Dual Debiasing: Remove Stereotypes and Keep Factual Gender for Fair Language Modeling and Translation
This addresses fairness issues in language technology for users by mitigating biases without compromising model capabilities, though it appears incremental as it builds on existing debiasing methods.
The paper tackles the problem of gender stereotypes in language models and translation by introducing the Dual Debiasing Algorithm through Model Adaptation (2DAMA), which reduces stereotypical bias while preserving factual gender information, showing effectiveness in English and translation tasks.

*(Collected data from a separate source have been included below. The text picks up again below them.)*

//! Translator client
//!
//! HTTP client for the external model inference endpoint. Two calls: `draft`
//! turns operator text into a draft rule document for the propose path, and
//! `classify` is the correlator's optional slow path. Both are blocking
//! (callers run them under `spawn_blocking`) and both carry a timeout; the
//! slow path degrades silently, the draft path fails with a typed error.

use std::time::Duration;

use serde::{Deserialize, Serialize};

use crate::logic::correlator::{ThreatAssessment, ThreatKind};
use crate::logic::error::{AdapterError, CoreError, CoreResult};
use crate::logic::policy::{
    Action, AddrSpec, Direction, Family, Origin, PolicyRule, PortSpec, Protocol,
};

/// Draft rule document as produced by the translator. Field-for-field a
/// loose `PolicyRule`; everything is re-validated before it becomes one.
#[derive(Debug, Clone, Serialize, Deserialize)]
pub struct DraftRule {
    pub direction: Direction,
    pub action: Action,
    #[serde(default)]
    pub family: Option<Family>,
    #[serde(default)]
    pub source: Option<AddrSpec>,
    #[serde(default)]
    pub destination: Option<AddrSpec>,
    #[serde(default)]
    pub protocol: Option<Protocol>,
    #[serde(default)]
    pub source_port: Option<PortSpec>,
    #[serde(default)]
    pub destination_port: Option<PortSpec>,
    #[serde(default)]
    pub rate_limit: Option<crate::logic::policy::RateLimit>,
    #[serde(default)]
    pub log: bool,
    #[serde(default)]
    pub comment: Option<String>,
}

#[derive(Debug, Clone, Deserialize)]
pub struct DraftPolicy {
    pub rule: DraftRule,
    pub explanation: String,
}

impl DraftRule {
    /// Lift into the neutral model. Translator output is operator intent,
    /// so the origin is `user`.
    pub fn into_policy_rule(self) -> PolicyRule {
        let mut rule = PolicyRule::new(self.direction, self.action, Origin::User);
        if let Some(family) = self.family {
            rule.family = family;
        }
        rule.source = self.source;
        rule.destination = self.destination;
        if let Some(protocol) = self.protocol {
            rule.protocol = protocol;
        }
        rule.source_port = self.source_port;
        rule.destination_port = self.destination_port;
        rule.rate_limit = self.rate_limit;
        rule.log = self.log;
        rule.comment = self.comment;
        rule
    }
}

#[derive(Debug, Serialize)]
struct ClassifyRequest<'a> {
    kind: &'a str,
    subject: String,
    score: f64,
    event_count: u64,
    distinct_sources: usize,
}

#[derive(Debug, Deserialize)]
struct ClassifyResponse {
    confirmed: bool,
    #[serde(default)]
    kind: Option<String>,
}

pub struct TranslatorClient {
    base_url: String,
    timeout: Duration,
}

impl TranslatorClient {
    pub fn new(base_url: impl Into<String>, timeout: Duration) -> Self {
        Self { base_url: base_url.into(), timeout }
    }

    /// Ask the inference endpoint for a draft rule for free-text intent.
    pub fn draft(&self, text: &str, ruleset_context: &str) -> CoreResult<DraftPolicy> {
        let url = format!("{}/v1/draft", self.base_url);
        let response = ureq::post(&url)
            .timeout(self.timeout)
            .send_json(serde_json::json!({
                "intent": text,
                "active_ruleset": ruleset_context,
            }))
            .map_err(|e| {
                CoreError::adapter(AdapterError::unavailable(format!(
                    "translator unreachable: {}",
                    e
                )))
            })?;
        response.into_json::<DraftPolicy>().map_err(|e| {
            CoreError::adapter(AdapterError::system(format!(
                "translator returned an unreadable draft: {}",
                e
            )))
        })
    }

    /// Slow-path classification of an ambiguous assessment. Every failure
    /// maps to None; the fast path must keep working without this endpoint.
    pub fn classify(&self, assessment: &ThreatAssessment) -> Option<ThreatKind> {
        let url = format!("{}/v1/classify", self.base_url);
        let request = ClassifyRequest {
            kind: assessment.kind.as_str(),
            subject: assessment.subject.to_string(),
            score: assessment.score,
            event_count: assessment.event_count,
            distinct_sources: assessment.distinct_sources,
        };
        let response = ureq::post(&url)
            .timeout(self.timeout)
            .send_json(serde_json::to_value(&request).ok()?)
            .ok()?;
        let parsed: ClassifyResponse = response.into_json().ok()?;
        if !parsed.confirmed {
            return None;
        }
        match parsed.kind.as_deref() {
            Some("brute-force") => Some(ThreatKind::BruteForce),
            Some("port-scan") => Some(ThreatKind::PortScan),
            Some("rate-spike") => Some(ThreatKind::RateSpike),
            Some("feed-hit") => Some(ThreatKind::FeedHit),
            _ => Some(assessment.kind),
        }
    }
}
//! nftables reference adapter
//!
//! Speaks to the kernel through the `nft` userspace tool with explicit
//! argument vectors (never a shell). Atomic replace is a single `nft -f` load
//! of a complete image that begins with `flush ruleset`; there is no code
//! path that flushes and loads in separate transactions.

use std::collections::HashMap;
use std::io::Write;
use std::path::PathBuf;
use std::process::{Command, Output};
use std::sync::Arc;

use chrono::Utc;
use uuid::Uuid;

use crate::constants;
use crate::logic::backend::{
    nft_parse, AdapterHealth, ApplyReceipt, BackendAdapter, BackendOptions, BackupRef,
    Capabilities, DeltaOp, EvaluationOrder, ImportResult, Verdict,
};
use crate::logic::error::AdapterError;
use crate::logic::policy::{
    Action, AddrSpec, Direction, Family, PolicyRule, PortSpec, Protocol, RenderedRule,
    RulesetImage,
};

pub const BACKEND_NAME: &str = "nftables";

/// Shared with any hypothetical iptables-legacy adapter: both drive the same
/// in-kernel netfilter machinery, so they must never be active together.
pub const KERNEL_SUBSYSTEM: &str = "netfilter";

const DEFAULT_TABLE: &str = "netwarden";
const LOG_PREFIX: &str = "netwarden ";

/// Registry constructor.
pub fn construct(options: &BackendOptions) -> Result<Arc<dyn BackendAdapter>, AdapterError> {
    Ok(Arc::new(NftablesAdapter::new(options)))
}

pub struct NftablesAdapter {
    nft_bin: String,
    table: String,
    backup_dir: PathBuf,
}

Mitigation of biases, such as language models' reliance on gender stereotypes, is a crucial endeavor required for the creation of reliable and useful language technology. The crucial aspect of debiasing is to ensure that the models preserve their versatile capabilities, including their ability to solve language tasks and equitably represent various genders. To address this issue, we introduce a streamlined Dual Dabiasing Algorithm through Model Adaptation (2DAMA). Novel Dual Debiasing enables robust reduction of stereotypical bias while preserving desired factual gender information encoded by language models. We show that 2DAMA effectively reduces gender bias in English and is one of the first approaches facilitating the mitigation of stereotypical tendencies in translation. The proposed method's key advantage is the preservation of factual gender cues, which are useful in a wide range of natural language processing tasks.